§ **Saved data entries**
++++++++++++++++++++

//! TEAM_470: The VFS instance.
//!
//! Owns the driver registry and the volume table (one lock for both), the
//! root volume and the kernel IO context. Built explicitly by [`Vfs::new`];
//! nothing is set up by static initialization.

use alloc::string::String;
use alloc::sync::Arc;
use alloc::vec::Vec;

use los_utils::{HashMap, Mutex};

use crate::config::VfsConfig;
use crate::driver::{DriverRef, FileOpsRef, FilesystemDriver};
use crate::error::{VfsError, VfsResult};
use crate::inode::InodeRef;
use crate::io_context::{IoContext, IoContextRef};
use crate::path::LookupFlags;
use crate::task::TaskContext;
use crate::tmpfs::Tmpfs;
use crate::volume::{VOLID_FIRST_NORMAL, VOLID_ROOT, VolumeFlags, VolumeId, VolumeRef};

/// Directory on the root volume holding device nodes
pub const DEVICE_DIR: &str = "dev";

struct Tables {
    drivers: HashMap<String, DriverRef>,
    volumes: HashMap<VolumeId, VolumeRef>,
    next_volume_id: VolumeId,
}

pub struct Vfs {
    config: VfsConfig,
    tables: Mutex<Tables>,
    root: VolumeRef,
    rootfs: Arc<Tmpfs>,
    kernel_context: IoContextRef,
}

impl Vfs {
    /// TEAM_470: Register the built-in drivers and mount the root volume
    pub fn new(config: VfsConfig) -> VfsResult<Self> {
        let rootfs = Arc::new(Tmpfs::new());
        let driver: DriverRef = rootfs.clone();

        let root = driver
            .clone()
            .mount(VOLID_ROOT, "", VolumeFlags::empty(), "")?;
        root.driver()
            .create_directory(&root, root.root(), DEVICE_DIR, 0o755)?;

        let mut tables = Tables {
            drivers: HashMap::new(),
            volumes: HashMap::new(),
            next_volume_id: VOLID_FIRST_NORMAL,
        };
        tables.drivers.insert(String::from(driver.name()), driver);
        tables.volumes.insert(VOLID_ROOT, root.clone());

        let kernel_context = Arc::new(IoContext::new(
            true,
            root.root().clone(),
            config.max_handles,
        ));
        log::info!("[VFS] root volume {} mounted ({})", VOLID_ROOT, rootfs.name());

        Ok(Self {
            config,
            tables: Mutex::new(tables),
            root,
            rootfs,
            kernel_context,
        })
    }

    pub fn config(&self) -> &VfsConfig {
        &self.config
    }

    pub fn root_volume(&self) -> &VolumeRef {
        &self.root
    }

    pub fn root_inode(&self) -> &InodeRef {
        self.root.root()
    }

    pub fn kernel_context(&self) -> &IoContextRef {
        &self.kernel_context
    }

    /// Fresh per-process context, starting in "/"
    pub fn new_io_context(&self) -> IoContextRef {
        Arc::new(IoContext::new(
            false,
            self.root_inode().clone(),
            self.config.max_handles,
        ))
    }

    /// TEAM_470: The context a handle or an open call addresses
    pub(crate) fn context_for<'a>(
        &'a self,
        task: &'a dyn TaskContext,
        kernel: bool,
    ) -> &'a IoContextRef {
        if kernel {
            &self.kernel_context
        } else {
            task.io_context()
        }
    }

    // ========================================================================
    // Driver registry
    // ========================================================================

    pub fn register_filesystem(&self, driver: DriverRef) -> VfsResult<()> {
        let name = String::from(driver.name());
        let mut tables = self.tables.lock();
        if tables.drivers.contains_key(&name) {
            return Err(VfsError::AlreadyExists);
        }
        log::debug!("[VFS] registered filesystem '{}'", name);
        tables.drivers.insert(name, driver);
        Ok(())
    }

    pub fn find_filesystem(&self, name: &str) -> Option<DriverRef> {
        self.tables.lock().drivers.get(name).cloned()
    }

    // ========================================================================
    // Volume table
    // ========================================================================

    pub fn volume(&self, id: VolumeId) -> Option<VolumeRef> {
        self.tables.lock().volumes.get(&id).cloned()
    }

    /// All mounted volumes, ordered by id
    pub fn volumes(&self) -> Vec<VolumeRef> {
        let mut volumes: Vec<VolumeRef> = self.tables.lock().volumes.values().cloned().collect();
        volumes.sort_by_key(|v| v.id());
        volumes
    }

    /// TEAM_470: Mount `fs_name` on the directory `dir`.
    ///
    /// The mount point is resolved like any intermediate component, so
    /// symlinks are followed and existing mounts crossed. It must be a
    /// plain directory: neither a mount point nor the root of a volume.
    pub fn mount(
        &self,
        task: &dyn TaskContext,
        device: &str,
        dir: &str,
        fs_name: &str,
        flags: VolumeFlags,
        args: &str,
    ) -> VfsResult<VolumeRef> {
        let mount_point = self.locate_by_path(task, None, dir, LookupFlags::FULL)?;
        if !mount_point.is_dir() {
            return Err(VfsError::NotADirectory);
        }
        // Already a mount point, or the root of a volume (no stacking)
        if mount_point.mount_root().is_some() || mount_point.same_node(mount_point.volume()?.root()) {
            return Err(VfsError::Busy);
        }
        let driver = self.find_filesystem(fs_name).ok_or(VfsError::NoDevice)?;

        let id = {
            let mut tables = self.tables.lock();
            let id = tables.next_volume_id;
            tables.next_volume_id += 1;
            id
        };
        let volume = driver.mount(id, device, flags, args)?;

        let mut tables = self.tables.lock();
        if mount_point.mount_root().is_some() {
            return Err(VfsError::Busy);
        }
        tables.volumes.insert(id, volume.clone());
        volume.set_mount_point(&mount_point);
        mount_point.set_mount_root(Some(volume.root().clone()));
        drop(tables);

        log::info!(
            "[VFS] mounted {} '{}' as volume {} on {}",
            fs_name,
            device,
            id,
            dir
        );
        Ok(volume)
    }

    /// TEAM_470: Flush every mounted volume. All volumes are tried; the
    /// first failure is returned.
    pub fn sync(&self) -> VfsResult<()> {
        let mut result = Ok(());
        for volume in self.volumes() {
            if let Err(e) = volume.driver().sync(&volume) {
                log::warn!("[VFS] sync of volume {} failed: {}", volume.id(), e);
                result = result.and(Err(e));
            }
        }
        result
    }

    // ========================================================================
    // Device nodes
    // ========================================================================

    /// TEAM_470: Publish a device under "/dev". `path` is relative to
    /// "/dev"; missing directories are created. Returns the node's id.
    pub fn register_device(&self, path: &str, ops: FileOpsRef) -> VfsResult<u64> {
        let ino = self.rootfs.register_device(&self.root, path, ops)?;
        log::debug!("[VFS] device /{}/{} registered as {}", DEVICE_DIR, path, ino);
        Ok(ino)
    }

    pub fn rename_device(&self, ino: u64, new_path: &str) -> VfsResult<()> {
        self.rootfs.rename_device(&self.root, ino, new_path)
    }

    pub fn remove_device(&self, ino: u64) -> VfsResult<()> {
        self.rootfs.remove_device(&self.root, ino)
    }
}
//! TEAM_470: Directory name reconstruction.
//!
//! There is no path cache, so the name of a directory is rebuilt by
//! walking ".." up to the root and finding, in each parent, the entry that
//! leads back down.

use alloc::string::String;

use crate::error::{VfsError, VfsResult};
use crate::file::OpenFlags;
use crate::inode::InodeRef;
use crate::manager::Vfs;
use crate::path::LookupFlags;
use crate::task::TaskContext;

impl Vfs {
    /// TEAM_470: Absolute path of `inode`, failing with `NameTooLong` when it
    /// would exceed `capacity` bytes (never more than the configured `path_max`).
    ///
    /// When a parent is on another volume, `inode` is the root of a volume
    /// mounted in that parent and the matching entry is the one whose
    /// mount-root link is `inode`. Otherwise both share a volume and the
    /// entry is matched by inode number. No match means the tree changed
    /// under the walk; that is reported as `NotFound`.
    pub fn directory_name(
        &self,
        task: &dyn TaskContext,
        inode: &InodeRef,
        capacity: usize,
    ) -> VfsResult<String> {
        let capacity = capacity.min(self.config().path_max);
        let root = self.root_inode();
        if inode.same_node(root) {
            return if capacity >= 1 {
                Ok(String::from("/"))
            } else {
                Err(VfsError::NameTooLong)
            };
        }

        let mut path = String::new();
        let mut current = inode.clone();
        loop {
            let parent = self.locate_by_name(task, &current, "..", LookupFlags::CROSS_MOUNT)?;
            let name = self.entry_name_in(task, &parent, &current)?;

            if path.len() + name.len() + 1 > capacity {
                return Err(VfsError::NameTooLong);
            }
            path.insert_str(0, &name);
            path.insert(0, '/');

            if parent.same_node(root) {
                return Ok(path);
            }
            current = parent;
        }
    }

    /// Name under which `child` appears in `parent`
    fn entry_name_in(
        &self,
        task: &dyn TaskContext,
        parent: &InodeRef,
        child: &InodeRef,
    ) -> VfsResult<String> {
        let ops = parent.file_ops().ok_or(VfsError::NotImplemented)?;
        let volume = parent.volume()?;
        // Closed when it drops, on every exit from this function
        let dir = Self::open_node(parent, OpenFlags::new(OpenFlags::O_RDONLY | OpenFlags::O_DIRECTORY))?;
        let crosses_mount = child.volume_id() != parent.volume_id();

        while let Some(entry) = ops.read_directory(&volume, &dir)? {
            if entry.name == "." || entry.name == ".." {
                continue;
            }
            let matched = if crosses_mount {
                self.locate_by_name(task, parent, &entry.name, LookupFlags::empty())?
                    .mount_root()
                    .is_some_and(|root| root.same_node(child))
            } else {
                entry.ino == child.ino()
            };
            if matched {
                return Ok(entry.name);
            }
        }

        log::warn!("[VFS] no entry for {:?} in {:?}", child, parent);
        Err(VfsError::NotFound)
    }
}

++++++++++++++++++++

§ **Task instructions**
Retype exactly, and only, the lines above from the one where "task: &'a dyn" occurs up to and including the one where "let mut volumes: Vec<VolumeRef>" occurs.

§ **Solution to this problem**
        task: &'a dyn TaskContext,
        kernel: bool,
    ) -> &'a IoContextRef {
        if kernel {
            &self.kernel_context
        } else {
            task.io_context()
        }
    }

    // ========================================================================
    // Driver registry
    // ========================================================================

    pub fn register_filesystem(&self, driver: DriverRef) -> VfsResult<()> {
        let name = String::from(driver.name());
        let mut tables = self.tables.lock();
        if tables.drivers.contains_key(&name) {
            return Err(VfsError::AlreadyExists);
        }
        log::debug!("[VFS] registered filesystem '{}'", name);
        tables.drivers.insert(name, driver);
        Ok(())
    }

    pub fn find_filesystem(&self, name: &str) -> Option<DriverRef> {
        self.tables.lock().drivers.get(name).cloned()
    }

    // ========================================================================
    // Volume table
    // ========================================================================

    pub fn volume(&self, id: VolumeId) -> Option<VolumeRef> {
        self.tables.lock().volumes.get(&id).cloned()
    }

    /// All mounted volumes, ordered by id
    pub fn volumes(&self) -> Vec<VolumeRef> {
        let mut volumes: Vec<VolumeRef> = self.tables.lock().volumes.values().cloned().collect();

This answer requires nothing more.